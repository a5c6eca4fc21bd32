#![allow(clippy::unwrap_used, clippy::expect_used)]

use std::sync::Arc;

use futures::future::BoxFuture;
use proptest::prelude::*;
use serde_json::{json, Map, Value};

use vetclinic_lib::cache::{CacheState, EntityCache, EntityKey, EntityKind};
use vetclinic_lib::command::{CommandCall, CommandInvoker};
use vetclinic_lib::config::MutationOrdering;
use vetclinic_lib::coordinator::MutationCoordinator;
use vetclinic_lib::error::BACKEND_UNAVAILABLE;
use vetclinic_lib::metrics::CacheMetrics;
use vetclinic_lib::mutation::Mutation;
use vetclinic_lib::router::InvalidationRouter;
use vetclinic_lib::transform::{normalize, schema_for, FieldKind};
use vetclinic_lib::{AppError, AppResult};

struct Refusing;

impl CommandInvoker for Refusing {
    fn invoke(&self, _command: &str, _args: Value) -> BoxFuture<'_, AppResult<Value>> {
        Box::pin(async { Err(AppError::new(BACKEND_UNAVAILABLE, "backend offline")) })
    }
}

fn wire_value() -> impl Strategy<Value = Value> {
    let leaf = prop_oneof![
        Just(Value::Null),
        any::<bool>().prop_map(Value::Bool),
        any::<i64>().prop_map(Value::from),
        any::<f64>().prop_map(Value::from),
        ".{0,12}".prop_map(Value::String),
        Just(json!("2024-03-01 10:30:00")),
        Just(json!("2024-03-01T10:30:00Z")),
        Just(json!("1")),
    ];
    leaf.prop_recursive(2, 8, 3, |inner| {
        prop_oneof![
            prop::collection::vec(inner.clone(), 0..3).prop_map(Value::Array),
            prop::collection::btree_map("[a-z]{1,6}", inner, 0..3)
                .prop_map(|map| Value::Object(map.into_iter().collect())),
        ]
    })
}

fn matches_kind(kind: FieldKind, value: &Value) -> bool {
    match kind {
        FieldKind::Text => value.is_string(),
        FieldKind::Integer | FieldKind::Timestamp => value.is_i64(),
        FieldKind::Float => value.is_f64(),
        FieldKind::Bool => value.is_boolean(),
        FieldKind::List => value.is_array(),
    }
}

/// Place `value` under `path`, building nested objects for dotted aliases.
fn nest(path: &str, value: Value) -> Value {
    path.rsplit('.').fold(value, |inner, segment| {
        let mut map = Map::new();
        map.insert(segment.to_string(), inner);
        Value::Object(map)
    })
}

proptest! {
    #[test]
    fn normalized_records_declare_every_field_with_its_type(
        kind_idx in 0usize..EntityKind::ALL.len(),
        field_idx in 0usize..32,
        spelling_idx in 0usize..8,
        value in wire_value(),
        envelope in any::<bool>(),
    ) {
        let kind = EntityKind::ALL[kind_idx];
        let schema = schema_for(kind);
        let spec = &schema.fields[field_idx % schema.fields.len()];
        let spellings: Vec<&str> = std::iter::once(spec.canonical)
            .chain(spec.aliases.iter().copied())
            .collect();
        let spelling = spellings[spelling_idx % spellings.len()];

        let mut payload = nest(spelling, value);
        if envelope {
            payload = nest(schema.envelopes[0], payload);
        }
        let record = normalize(kind, &payload);

        for field in schema.fields {
            let got = record.fields.get(field.canonical);
            prop_assert!(got.is_some(), "{kind} lost {}", field.canonical);
            prop_assert!(
                matches_kind(field.kind, got.unwrap_or(&Value::Null)),
                "{kind}.{} has the wrong type: {:?}",
                field.canonical,
                got
            );
        }
    }

    #[test]
    fn failed_mutations_leave_the_cache_as_it_was(
        kind_idx in 0usize..EntityKind::ALL.len(),
        id in 1i64..500,
        seeded in proptest::option::of((
            prop::collection::vec((0usize..32, wire_value()), 0..4),
            0i64..2_000_000_000_000,
            any::<bool>(),
        )),
        delta in prop::collection::vec((0usize..32, wire_value()), 0..5),
        delete in any::<bool>(),
    ) {
        let runtime = tokio::runtime::Builder::new_current_thread()
            .enable_all()
            .build()
            .expect("create tokio runtime");
        let kind = EntityKind::ALL[kind_idx];
        let key = EntityKey::new(kind, id);

        let (before, after) = runtime.block_on(async move {
            let metrics = Arc::new(CacheMetrics::new());
            let cache = Arc::new(EntityCache::new(metrics.clone()));
            let invoker: Arc<dyn CommandInvoker> = Arc::new(Refusing);
            let router = InvalidationRouter::new(cache.clone(), invoker.clone(), metrics.clone());
            let coordinator = MutationCoordinator::new(
                cache.clone(),
                invoker,
                router,
                metrics,
                MutationOrdering::Concurrent,
            );

            let schema = schema_for(kind);
            if let Some((fields, updated_at, stale)) = seeded {
                let mut raw: Map<String, Value> = fields
                    .into_iter()
                    .map(|(idx, value)| {
                        (schema.fields[idx % schema.fields.len()].canonical.to_string(), value)
                    })
                    .collect();
                raw.insert("id".into(), json!(id));
                raw.insert("updatedAt".into(), json!(updated_at));
                let record = normalize(kind, &Value::Object(raw));
                let state = if stale { CacheState::Stale } else { CacheState::Confirmed };
                cache.put(key, record, state);
            }

            let delta: Map<String, Value> = delta
                .into_iter()
                .map(|(idx, value)| {
                    (schema.fields[idx % schema.fields.len()].canonical.to_string(), value)
                })
                .collect();
            let mutation = if delete {
                Mutation::delete(kind, id, CommandCall::new("delete_entity").arg("id", id))
            } else {
                Mutation::update(kind, id, delta, CommandCall::new("update_entity").arg("id", id))
            };

            let before = cache.get(&key);
            let result = coordinator.execute(mutation).await;
            assert!(result.is_err());
            assert!(coordinator.pending().is_empty());
            (before, cache.get(&key))
        });

        prop_assert_eq!(before, after);
    }
}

__Work item__:
Count how many lines above carry the word "json". Only the number is required.

__Output below__:
6